- How to complete this task: Copy exactly the lines of the material below that run from the one containing "of this run." through the one containing "fn check_preconditions(&self, action: &PlannedAction)". Copy no other lines.

- Supplied material:
//! Immutable per-file descriptors built from admitted traversal entries.

use crate::error::ItemError;
use crate::fs_ops::{FileSystem, RawEntry};
use chrono::{DateTime, Utc};
use std::fmt;
use std::path::{Path, PathBuf};

/// SHA-256 digest of a file's full content.
#[derive(Debug, Clone, Copy, PartialEq, Eq, Hash)]
pub struct Checksum([u8; 32]);

impl From<[u8; 32]> for Checksum {
    fn from(bytes: [u8; 32]) -> Self {
        Self(bytes)
    }
}

impl Checksum {
    pub fn as_bytes(&self) -> &[u8; 32] {
        &self.0
    }
}

impl fmt::Display for Checksum {
    fn fmt(&self, f: &mut fmt::Formatter<'_>) -> fmt::Result {
        for byte in &self.0 {
            write!(f, "{:02x}", byte)?;
        }
        Ok(())
    }
}

/// One scanned file as seen at scan time.
///
/// Everything but the checksum is fixed at construction. The checksum is only
/// filled in by [`FileRecord::ensure_checksum`], because hashing reads the
/// whole file.
#[derive(Debug, Clone)]
pub struct FileRecord {
    path: PathBuf,
    relative_path: PathBuf,
    file_name: String,
    extension: String,
    modified_at: DateTime<Utc>,
    size: u64,
    checksum: Option<Checksum>,
}

impl FileRecord {
    /// Builds a record for an admitted entry found below `root`.
    ///
    /// Returns `None` for entries without a file name (only `..`-style paths).
    pub fn from_entry(entry: &RawEntry, root: &Path) -> Option<Self> {
        let file_name = entry.path.file_name()?.to_string_lossy().into_owned();
        let relative_path = entry
            .path
            .strip_prefix(root)
            .map(Path::to_path_buf)
            .unwrap_or_else(|_| PathBuf::from(&file_name));

        Some(Self {
            path: entry.path.clone(),
            relative_path,
            extension: normalize_extension(&entry.path),
            file_name,
            modified_at: DateTime::<Utc>::from(entry.modified),
            size: entry.size,
            checksum: None,
        })
    }

    pub fn path(&self) -> &Path {
        &self.path
    }

    /// Path below the scanned root.
    pub fn relative_path(&self) -> &Path {
        &self.relative_path
    }

    pub fn file_name(&self) -> &str {
        &self.file_name
    }

    /// Lowercase extension without the dot; empty when the file has none.
    pub fn extension(&self) -> &str {
        &self.extension
    }

    pub fn modified_at(&self) -> DateTime<Utc> {
        self.modified_at
    }

    pub fn size(&self) -> u64 {
        self.size
    }

    /// The cached checksum, if one has been computed.
    pub fn checksum(&self) -> Option<&Checksum> {
        self.checksum.as_ref()
    }

    /// Computes the checksum on first call and caches it for the rest of the run.
    ///
    /// # Errors
    ///
    /// Returns [`ItemError::Hash`] when the file cannot be read.
    pub fn ensure_checksum(&mut self, fs: &dyn FileSystem) -> Result<Checksum, ItemError> {
        if let Some(checksum) = self.checksum {
            return Ok(checksum);
        }

        let checksum = fs.checksum(&self.path).map_err(|e| ItemError::Hash {
            path: self.path.clone(),
            source: e,
        })?;
        self.checksum = Some(checksum);
        Ok(checksum)
    }
}

fn normalize_extension(path: &Path) -> String {
    path.extension()
        .map(|ext| ext.to_string_lossy().to_lowercase())
        .unwrap_or_default()
}
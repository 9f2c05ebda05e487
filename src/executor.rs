//! Applying (or simulating) a plan.
//!
//! Every [`PlannedAction`] gets exactly one [`Outcome`]. Failures stay on their
//! outcome and never stop later actions. Destinations that already exist are
//! never overwritten: the file name stem gets `_1`, `_2`, ... appended instead.
//!
//! The executor tracks the paths its own actions have claimed and vacated, so a
//! dry run resolves collisions against the tree as it would look mid-run, and
//! reports the same destinations a real run produces.

use crate::error::ItemError;
use crate::fs_ops::FileSystem;
use crate::planner::{ActionKind, PlannedAction};
use std::collections::HashSet;
use std::path::{Path, PathBuf};

/// What happened to one planned action.
#[derive(Debug)]
pub enum OutcomeStatus {
    /// Performed on disk.
    Applied,
    /// Would have been performed; dry run.
    Simulated,
    /// Nothing to do: a skip, or source and destination are the same file.
    Unchanged,
    Failed(ItemError),
}

impl OutcomeStatus {
    pub fn label(&self) -> &'static str {
        match self {
            OutcomeStatus::Applied => "applied",
            OutcomeStatus::Simulated => "simulated",
            OutcomeStatus::Unchanged => "unchanged",
            OutcomeStatus::Failed(_) => "failed",
        }
    }
}

#[derive(Debug)]
pub struct Outcome {
    pub action: PlannedAction,
    /// Final destination after collision disambiguation.
    pub destination: Option<PathBuf>,
    /// Set when the requested destination was taken and a suffixed name was used.
    pub renamed_from: Option<PathBuf>,
    pub status: OutcomeStatus,
}

impl Outcome {
    fn new(action: PlannedAction, status: OutcomeStatus) -> Self {
        Self {
            action,
            destination: None,
            renamed_from: None,
            status,
        }
    }

    fn failed(action: PlannedAction, error: ItemError) -> Self {
        Self::new(action, OutcomeStatus::Failed(error))
    }

    /// Applied for real or simulated in a dry run.
    pub fn took_effect(&self) -> bool {
        matches!(
            self.status,
            OutcomeStatus::Applied | OutcomeStatus::Simulated
        )
    }

    pub fn error(&self) -> Option<&ItemError> {
        match &self.status {
            OutcomeStatus::Failed(error) => Some(error),
            _ => None,
        }
    }
}

/// Paths created or removed by earlier actions of this run.
#[derive(Debug, Default)]
struct Overlay {
    claimed: HashSet<PathBuf>,
    vacated: HashSet<PathBuf>,
}

impl Overlay {
    fn exists(&self, fs: &dyn FileSystem, path: &Path) -> bool {
        self.claimed.contains(path) || (!self.vacated.contains(path) && fs.exists(path))
    }

    fn claim(&mut self, path: &Path) {
        self.vacated.remove(path);
        self.claimed.insert(path.to_path_buf());
    }

    fn vacate(&mut self, path: &Path) {
        self.claimed.remove(path);
        self.vacated.insert(path.to_path_buf());
    }
}

/// Applies plans in order against a [`FileSystem`].
pub struct Executor<'a> {
    fs: &'a dyn FileSystem,
    dry_run: bool,
    overlay: Overlay,
}

impl<'a> Executor<'a> {
    pub fn new(fs: &'a dyn FileSystem, dry_run: bool) -> Self {
        Self {
            fs,
            dry_run,
            overlay: Overlay::default(),
        }
    }

    /// Runs every item in plan order and returns one outcome per item.
    pub fn execute(&mut self, items: Vec<PlannedAction>) -> Vec<Outcome> {
        items.into_iter().map(|item| self.apply(item)).collect()
    }

    fn apply(&mut self, action: PlannedAction) -> Outcome {
        match action.kind() {
            ActionKind::Skip => Outcome::new(action, OutcomeStatus::Unchanged),
            ActionKind::Delete => self.apply_delete(action),
            ActionKind::Move | ActionKind::Copy => self.apply_transfer(action),
        }
    }

    fn done(&self) -> OutcomeStatus {
        if self.dry_run {
            OutcomeStatus::Simulated
        } else {
            OutcomeStatus::Applied
        }
    }

    /// Shared preconditions: the source is still there, and for a duplicate
    /// action, so is the keeper it duplicates.
    fn check_preconditions(&self, action: &PlannedAction) -> Result<(), ItemError> {
        if !self.overlay.exists(self.fs, action.source()) {
            return Err(ItemError::MissingSource {
                path: action.source().to_path_buf(),
            });
        }
        if let Some(keeper) = action.keeper()
            && !self.overlay.exists(self.fs, keeper)
        {
            return Err(ItemError::MissingKeeper {
                path: keeper.to_path_buf(),
            });
        }
        Ok(())
    }

    fn apply_delete(&mut self, action: PlannedAction) -> Outcome {
        if let Err(e) = self.check_preconditions(&action) {
            return Outcome::failed(action, e);
        }

        let source = action.source().to_path_buf();
        if !self.dry_run
            && let Err(e) = self.fs.delete_file(&source)
        {
            return Outcome::failed(action, ItemError::Delete { path: source, source: e });
        }

        self.overlay.vacate(&source);
        let status = self.done();
        Outcome::new(action, status)
    }

    fn apply_transfer(&mut self, action: PlannedAction) -> Outcome {
        let Some(requested) = action.destination().map(Path::to_path_buf) else {
            return Outcome::new(action, OutcomeStatus::Unchanged);
        };

        if let Err(e) = self.check_preconditions(&action) {
            return Outcome::failed(action, e);
        }

        let source = action.source().to_path_buf();
        if self.fs.same_file(&source, &requested) {
            log::debug!("{} is already in place", source.display());
            let mut outcome = Outcome::new(action, OutcomeStatus::Unchanged);
            outcome.destination = Some(requested);
            return outcome;
        }

        if action.kind() == ActionKind::Copy && self.holds_copy_of(&requested, &source) {
            log::debug!("{} already holds a copy of {}", requested.display(), source.display());
            let mut outcome = Outcome::new(action, OutcomeStatus::Unchanged);
            outcome.destination = Some(requested);
            return outcome;
        }

        let destination = match self.free_destination(&requested) {
            Ok(path) => path,
            Err(e) => return Outcome::failed(action, e),
        };
        let renamed_from = (destination != requested).then(|| {
            log::info!(
                "collision resolved: {} exists, using {}",
                requested.display(),
                destination.display()
            );
            requested.clone()
        });

        if !self.dry_run
            && let Err(e) = self.transfer(action.kind(), &source, &destination)
        {
            return Outcome::failed(action, e);
        }

        self.overlay.claim(&destination);
        if action.kind() == ActionKind::Move {
            self.overlay.vacate(&source);
        }

        let status = self.done();
        Outcome {
            action,
            destination: Some(destination),
            renamed_from,
            status,
        }
    }

    fn transfer(&self, kind: ActionKind, source: &Path, destination: &Path) -> Result<(), ItemError> {
        if let Some(parent) = destination.parent() {
            self.fs.make_dirs(parent).map_err(|e| ItemError::CreateDir {
                path: parent.to_path_buf(),
                source: e,
            })?;
        }

        match kind {
            ActionKind::Copy => self.fs.copy_file(source, destination).map_err(|e| ItemError::Copy {
                from: source.to_path_buf(),
                to: destination.to_path_buf(),
                source: e,
            }),
            _ => self.fs.move_file(source, destination).map_err(|e| ItemError::Move {
                from: source.to_path_buf(),
                to: destination.to_path_buf(),
                source: e,
            }),
        }
    }

    /// True when `destination` was on disk before this run and its content
    /// matches `source`. Paths written by this run never count, so a second
    /// source with the same content still gets its own name.
    fn holds_copy_of(&self, destination: &Path, source: &Path) -> bool {
        if self.overlay.claimed.contains(destination)
            || self.overlay.vacated.contains(destination)
            || !self.fs.exists(destination)
        {
            return false;
        }
        matches!(
            (self.fs.checksum(source), self.fs.checksum(destination)),
            (Ok(a), Ok(b)) if a == b
        )
    }

    /// `requested` if nothing occupies it, else the first free `stem_N.ext`.
    fn free_destination(&self, requested: &Path) -> Result<PathBuf, ItemError> {
        if !self.overlay.exists(self.fs, requested) {
            return Ok(requested.to_path_buf());
        }

        let stem = requested
            .file_stem()
            .map(|s| s.to_string_lossy().into_owned())
            .ok_or_else(|| ItemError::NoFileName {
                path: requested.to_path_buf(),
            })?;
        let extension = requested
            .extension()
            .map(|e| format!(".{}", e.to_string_lossy()))
            .unwrap_or_default();
        let parent = requested.parent().unwrap_or_else(|| Path::new(""));

        let mut counter = 1u32;
        loop {
            let candidate = parent.join(format!("{}_{}{}", stem, counter, extension));
            if !self.overlay.exists(self.fs, &candidate) {
                return Ok(candidate);
            }
            counter += 1;
        }
    }
}
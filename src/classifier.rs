//! Bucket classification for `--organize`.
//!
//! A bucket key names the subfolder of the scanned root a file belongs in:
//! its lowercase extension when organizing by type, or its modification
//! year-month when organizing by date.
//!
//! # Examples
//!
//! ```
//! use filetidy::classifier::{Classifier, ClassifyMode};
//! use filetidy::fs_ops::RawEntry;
//! use filetidy::record::FileRecord;
//! use std::path::{Path, PathBuf};
//! use std::time::{Duration, SystemTime};
//!
//! let entry = RawEntry {
//!     path: PathBuf::from("/data/Report.PDF"),
//!     size: 120,
//!     modified: SystemTime::UNIX_EPOCH + Duration::from_secs(1_710_000_000),
//!     is_dir: false,
//! };
//! let record = FileRecord::from_entry(&entry, Path::new("/data")).unwrap();
//! let classifier = Classifier::default();
//!
//! assert_eq!(classifier.classify(&record, ClassifyMode::Type).as_str(), "pdf");
//! assert_eq!(classifier.classify(&record, ClassifyMode::Date).as_str(), "2024-03");
//! ```

use crate::record::FileRecord;
use chrono::Local;
use clap::ValueEnum;
use serde::{Deserialize, Serialize};
use std::fmt;
use std::path::{Path, PathBuf};

/// How `--organize` derives bucket keys.
#[derive(Debug, Clone, Copy, PartialEq, Eq, Hash, ValueEnum, Serialize, Deserialize)]
#[serde(rename_all = "kebab-case")]
pub enum ClassifyMode {
    /// One folder per lowercase extension.
    Type,
    /// One folder per modification month (`YYYY-MM`).
    Date,
}

impl fmt::Display for ClassifyMode {
    fn fmt(&self, f: &mut fmt::Formatter<'_>) -> fmt::Result {
        match self {
            ClassifyMode::Type => write!(f, "type"),
            ClassifyMode::Date => write!(f, "date"),
        }
    }
}

/// Timezone in which month boundaries are evaluated.
#[derive(Debug, Clone, Copy, Default, PartialEq, Eq, Serialize, Deserialize)]
#[serde(rename_all = "lowercase")]
pub enum Timezone {
    #[default]
    Utc,
    /// The host's local timezone.
    Local,
}

/// Destination subfolder name for one file.
#[derive(Debug, Clone, PartialEq, Eq, Hash, PartialOrd, Ord)]
pub struct BucketKey(String);

impl BucketKey {
    pub fn as_str(&self) -> &str {
        &self.0
    }

    /// `root/<bucket>/<file_name>`.
    pub fn destination(&self, root: &Path, file_name: &str) -> PathBuf {
        root.join(&self.0).join(file_name)
    }
}

impl fmt::Display for BucketKey {
    fn fmt(&self, f: &mut fmt::Formatter<'_>) -> fmt::Result {
        f.write_str(&self.0)
    }
}

/// Maps records to bucket keys. Holds only settings, so the same record and
/// mode always give the same key.
#[derive(Debug, Clone)]
pub struct Classifier {
    no_extension_bucket: String,
    timezone: Timezone,
}

impl Default for Classifier {
    fn default() -> Self {
        Self::new("no_extension", Timezone::Utc)
    }
}

impl Classifier {
    pub fn new(no_extension_bucket: impl Into<String>, timezone: Timezone) -> Self {
        Self {
            no_extension_bucket: no_extension_bucket.into(),
            timezone,
        }
    }

    pub fn classify(&self, record: &FileRecord, mode: ClassifyMode) -> BucketKey {
        match mode {
            ClassifyMode::Type => self.by_type(record),
            ClassifyMode::Date => self.by_date(record),
        }
    }

    fn by_type(&self, record: &FileRecord) -> BucketKey {
        if record.extension().is_empty() {
            BucketKey(self.no_extension_bucket.clone())
        } else {
            BucketKey(record.extension().to_string())
        }
    }

    fn by_date(&self, record: &FileRecord) -> BucketKey {
        let modified = record.modified_at();
        let month = match self.timezone {
            Timezone::Utc => modified.format("%Y-%m").to_string(),
            Timezone::Local => modified.with_timezone(&Local).format("%Y-%m").to_string(),
        };
        BucketKey(month)
    }
}
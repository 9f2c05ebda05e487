//! The tree as a dry run left it.
//!
//! A dry run never touches the disk, so a later phase scanning the same folder
//! would still see the original layout. [`SimulatedFs`] lays the moves and
//! copies reported by earlier outcomes over another [`FileSystem`], and that
//! phase then plans against the tree a real run would have produced.

use crate::error::FatalError;
use crate::executor::Outcome;
use crate::fs_ops::{FileSystem, RawEntry};
use crate::planner::ActionKind;
use crate::record::Checksum;
use std::collections::{HashMap, HashSet};
use std::io;
use std::path::{Path, PathBuf};

/// Read-only view of `root` after a set of simulated moves and copies.
pub struct SimulatedFs<'a> {
    base: &'a dyn FileSystem,
    root: PathBuf,
    /// Every entry under `root` as it would be after the run.
    entries: Vec<RawEntry>,
    /// Simulated path -> path of the content on disk.
    origins: HashMap<PathBuf, PathBuf>,
    vacated: HashSet<PathBuf>,
}

impl<'a> SimulatedFs<'a> {
    /// Replays every move and copy in `outcomes` that took effect, over the
    /// entries currently under `root`.
    ///
    /// # Errors
    ///
    /// Fails like [`FileSystem::list_entries`] when `root` cannot be listed.
    pub fn new(
        base: &'a dyn FileSystem,
        root: &Path,
        outcomes: &[Outcome],
    ) -> Result<Self, FatalError> {
        let mut placements: HashMap<&Path, Vec<(ActionKind, &Path)>> = HashMap::new();
        for outcome in outcomes.iter().filter(|o| o.took_effect()) {
            let kind = outcome.action.kind();
            if let (ActionKind::Move | ActionKind::Copy, Some(destination)) =
                (kind, outcome.destination.as_deref())
            {
                placements
                    .entry(outcome.action.source())
                    .or_default()
                    .push((kind, destination));
            }
        }

        let mut entries = Vec::new();
        let mut origins = HashMap::new();
        let mut vacated = HashSet::new();

        for entry in base.list_entries(root)? {
            let Some(placed) = placements.get(entry.path.as_path()) else {
                entries.push(entry);
                continue;
            };

            let mut moved = false;
            for &(kind, destination) in placed {
                origins.insert(destination.to_path_buf(), entry.path.clone());
                entries.push(RawEntry {
                    path: destination.to_path_buf(),
                    ..entry.clone()
                });
                moved |= kind == ActionKind::Move;
            }
            if moved {
                vacated.insert(entry.path.clone());
            } else {
                entries.push(entry);
            }
        }

        log::debug!(
            "simulated tree under {}: {} relocated entries",
            root.display(),
            origins.len()
        );

        Ok(Self {
            base,
            root: root.to_path_buf(),
            entries,
            origins,
            vacated,
        })
    }

    /// Where the content shown at `path` lives on disk.
    fn on_disk<'p>(&'p self, path: &'p Path) -> &'p Path {
        self.origins.get(path).map(PathBuf::as_path).unwrap_or(path)
    }

    fn is_simulated(&self, path: &Path) -> bool {
        self.origins.contains_key(path) || self.vacated.contains(path)
    }
}

fn read_only(path: &Path) -> io::Error {
    io::Error::new(
        io::ErrorKind::Unsupported,
        format!("{} belongs to a simulated tree", path.display()),
    )
}

impl FileSystem for SimulatedFs<'_> {
    /// Entries outside the simulated root come from disk as usual.
    fn list_entries(&self, root: &Path) -> Result<Vec<RawEntry>, FatalError> {
        let mut entries: Vec<RawEntry> = self
            .base
            .list_entries(root)?
            .into_iter()
            .filter(|e| !e.path.starts_with(&self.root))
            .collect();

        entries.extend(
            self.entries
                .iter()
                .filter(|e| e.path.starts_with(root) && e.path != root)
                .cloned(),
        );
        // Component-wise order matches the name-sorted, depth-first walk.
        entries.sort_by(|a, b| a.path.cmp(&b.path));
        Ok(entries)
    }

    fn is_hidden(&self, entry: &RawEntry) -> bool {
        let on_disk = RawEntry {
            path: self.on_disk(&entry.path).to_path_buf(),
            ..entry.clone()
        };
        self.base.is_hidden(&on_disk)
    }

    fn checksum(&self, path: &Path) -> io::Result<Checksum> {
        self.base.checksum(self.on_disk(path))
    }

    fn exists(&self, path: &Path) -> bool {
        self.origins.contains_key(path)
            || (!self.vacated.contains(path) && self.base.exists(path))
    }

    fn same_file(&self, a: &Path, b: &Path) -> bool {
        if a == b {
            return true;
        }
        if self.is_simulated(a) || self.is_simulated(b) {
            return false;
        }
        self.base.same_file(a, b)
    }

    fn move_file(&self, from: &Path, _to: &Path) -> io::Result<()> {
        Err(read_only(from))
    }

    fn copy_file(&self, from: &Path, _to: &Path) -> io::Result<()> {
        Err(read_only(from))
    }

    fn delete_file(&self, path: &Path) -> io::Result<()> {
        Err(read_only(path))
    }

    fn make_dirs(&self, path: &Path) -> io::Result<()> {
        Err(read_only(path))
    }
}
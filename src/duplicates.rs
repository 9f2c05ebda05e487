//! Duplicate detection.
//!
//! Records are fed, in traversal order, into a [`DuplicateIndex`] owned by the
//! caller. The index keys each record by name and size or by content checksum,
//! and [`DuplicateIndex::finish`] yields the groups with at least two members.
//! The first record seen for a key is the group's keeper.

use crate::error::ItemError;
use crate::fs_ops::FileSystem;
use crate::record::{Checksum, FileRecord};
use clap::ValueEnum;
use indicatif::ProgressBar;
use serde::{Deserialize, Serialize};
use std::collections::HashMap;
use std::fmt;
use std::path::PathBuf;

/// How two files are judged to be duplicates.
#[derive(
    Debug, Clone, Copy, Default, PartialEq, Eq, Hash, ValueEnum, Serialize, Deserialize,
)]
#[serde(rename_all = "kebab-case")]
pub enum DuplicateMethod {
    /// Same file name and same size. No content is read.
    NameSize,
    /// Identical SHA-256 of the full content.
    #[default]
    Checksum,
}

impl fmt::Display for DuplicateMethod {
    fn fmt(&self, f: &mut fmt::Formatter<'_>) -> fmt::Result {
        match self {
            DuplicateMethod::NameSize => write!(f, "name-size"),
            DuplicateMethod::Checksum => write!(f, "checksum"),
        }
    }
}

/// The value records are grouped by.
#[derive(Debug, Clone, PartialEq, Eq, Hash)]
pub enum DuplicateKey {
    NameSize { name: String, size: u64 },
    Checksum(Checksum),
}

impl fmt::Display for DuplicateKey {
    fn fmt(&self, f: &mut fmt::Formatter<'_>) -> fmt::Result {
        match self {
            DuplicateKey::NameSize { name, size } => write!(f, "{} ({} bytes)", name, size),
            DuplicateKey::Checksum(checksum) => write!(f, "sha256:{}", checksum),
        }
    }
}

/// Records sharing one duplicate key, in encounter order. Always has at least
/// two members.
#[derive(Debug, Clone)]
pub struct DuplicateGroup {
    key: DuplicateKey,
    members: Vec<FileRecord>,
}

impl DuplicateGroup {
    /// Returns `None` unless there is a keeper and at least one duplicate.
    pub fn new(key: DuplicateKey, members: Vec<FileRecord>) -> Option<Self> {
        (members.len() > 1).then_some(Self { key, members })
    }

    pub fn key(&self) -> &DuplicateKey {
        &self.key
    }

    /// Keeper first, then duplicates in encounter order.
    pub fn members(&self) -> &[FileRecord] {
        &self.members
    }

    /// The retained member: the first one encountered.
    pub fn keeper(&self) -> &FileRecord {
        &self.members[0]
    }

    /// Every member except the keeper.
    pub fn duplicates(&self) -> &[FileRecord] {
        &self.members[1..]
    }

    /// Bytes that would be reclaimed by removing every duplicate.
    pub fn wasted_bytes(&self) -> u64 {
        self.duplicates().iter().map(FileRecord::size).sum()
    }
}

/// A record left out of grouping because its key could not be computed.
#[derive(Debug)]
pub struct Unresolved {
    pub path: PathBuf,
    pub error: ItemError,
}

/// Result of one resolution pass.
#[derive(Debug, Default)]
pub struct Resolution {
    pub groups: Vec<DuplicateGroup>,
    pub unresolved: Vec<Unresolved>,
}

impl Resolution {
    /// Number of non-keeper members across all groups.
    pub fn duplicate_count(&self) -> usize {
        self.groups.iter().map(|g| g.duplicates().len()).sum()
    }

    pub fn wasted_bytes(&self) -> u64 {
        self.groups.iter().map(DuplicateGroup::wasted_bytes).sum()
    }
}

/// Options controlling key derivation.
#[derive(Debug, Clone, Copy, Default)]
pub struct ResolveOptions {
    pub method: DuplicateMethod,
    /// Compare names lowercased under [`DuplicateMethod::NameSize`].
    pub case_insensitive_names: bool,
}

/// Accumulator mapping duplicate keys to their members.
///
/// Built fresh for every run; nothing about it outlives the caller.
pub struct DuplicateIndex {
    options: ResolveOptions,
    order: Vec<DuplicateKey>,
    members: HashMap<DuplicateKey, Vec<FileRecord>>,
    unresolved: Vec<Unresolved>,
}

impl DuplicateIndex {
    pub fn new(options: ResolveOptions) -> Self {
        Self {
            options,
            order: Vec::new(),
            members: HashMap::new(),
            unresolved: Vec::new(),
        }
    }

    /// Adds one record. A record whose checksum cannot be computed is set aside
    /// as unresolved instead of failing the pass.
    pub fn insert(&mut self, mut record: FileRecord, fs: &dyn FileSystem) {
        let key = match self.key_for(&mut record, fs) {
            Ok(key) => key,
            Err(error) => {
                log::warn!("excluding from duplicate search: {}", error);
                self.unresolved.push(Unresolved {
                    path: record.path().to_path_buf(),
                    error,
                });
                return;
            }
        };

        match self.members.get_mut(&key) {
            Some(group) => group.push(record),
            None => {
                self.order.push(key.clone());
                self.members.insert(key, vec![record]);
            }
        }
    }

    fn key_for(
        &self,
        record: &mut FileRecord,
        fs: &dyn FileSystem,
    ) -> Result<DuplicateKey, ItemError> {
        match self.options.method {
            DuplicateMethod::NameSize => {
                let name = if self.options.case_insensitive_names {
                    record.file_name().to_lowercase()
                } else {
                    record.file_name().to_string()
                };
                Ok(DuplicateKey::NameSize {
                    name,
                    size: record.size(),
                })
            }
            DuplicateMethod::Checksum => record.ensure_checksum(fs).map(DuplicateKey::Checksum),
        }
    }

    /// Emits groups ordered by first encounter of their key, dropping singletons.
    pub fn finish(mut self) -> Resolution {
        let groups = self
            .order
            .into_iter()
            .filter_map(|key| {
                let members = self.members.remove(&key)?;
                DuplicateGroup::new(key, members)
            })
            .collect();

        Resolution {
            groups,
            unresolved: self.unresolved,
        }
    }
}

/// Groups `records` (in traversal order) into duplicate groups.
///
/// Under the checksum method, a record whose size no other record shares cannot
/// have a content twin, so it is never hashed.
pub fn resolve(
    records: Vec<FileRecord>,
    options: ResolveOptions,
    fs: &dyn FileSystem,
    progress: Option<&ProgressBar>,
) -> Resolution {
    let candidates: Vec<FileRecord> = match options.method {
        DuplicateMethod::NameSize => records,
        DuplicateMethod::Checksum => {
            let mut size_counts: HashMap<u64, usize> = HashMap::new();
            for record in &records {
                *size_counts.entry(record.size()).or_insert(0) += 1;
            }
            records
                .into_iter()
                .filter(|record| size_counts.get(&record.size()).copied().unwrap_or(0) > 1)
                .collect()
        }
    };

    if let Some(pb) = progress {
        pb.set_length(candidates.len() as u64);
    }

    let mut index = DuplicateIndex::new(options);
    for record in candidates {
        if let Some(pb) = progress {
            pb.set_message(record.file_name().to_string());
        }
        index.insert(record, fs);
        if let Some(pb) = progress {
            pb.inc(1);
        }
    }

    index.finish()
}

- Written solution:
/// Paths created or removed by earlier actions of this run.
#[derive(Debug, Default)]
struct Overlay {
    claimed: HashSet<PathBuf>,
    vacated: HashSet<PathBuf>,
}

impl Overlay {
    fn exists(&self, fs: &dyn FileSystem, path: &Path) -> bool {
        self.claimed.contains(path) || (!self.vacated.contains(path) && fs.exists(path))
    }

    fn claim(&mut self, path: &Path) {
        self.vacated.remove(path);
        self.claimed.insert(path.to_path_buf());
    }

    fn vacate(&mut self, path: &Path) {
        self.claimed.remove(path);
        self.vacated.insert(path.to_path_buf());
    }
}

/// Applies plans in order against a [`FileSystem`].
pub struct Executor<'a> {
    fs: &'a dyn FileSystem,
    dry_run: bool,
    overlay: Overlay,
}

impl<'a> Executor<'a> {
    pub fn new(fs: &'a dyn FileSystem, dry_run: bool) -> Self {
        Self {
            fs,
            dry_run,
            overlay: Overlay::default(),
        }
    }

    /// Runs every item in plan order and returns one outcome per item.
    pub fn execute(&mut self, items: Vec<PlannedAction>) -> Vec<Outcome> {
        items.into_iter().map(|item| self.apply(item)).collect()
    }

    fn apply(&mut self, action: PlannedAction) -> Outcome {
        match action.kind() {
            ActionKind::Skip => Outcome::new(action, OutcomeStatus::Unchanged),
            ActionKind::Delete => self.apply_delete(action),
            ActionKind::Move | ActionKind::Copy => self.apply_transfer(action),
        }
    }

    fn done(&self) -> OutcomeStatus {
        if self.dry_run {
            OutcomeStatus::Simulated
        } else {
            OutcomeStatus::Applied
        }
    }

    /// Shared preconditions: the source is still there, and for a duplicate
    /// action, so is the keeper it duplicates.
    fn check_preconditions(&self, action: &PlannedAction) -> Result<(), ItemError> {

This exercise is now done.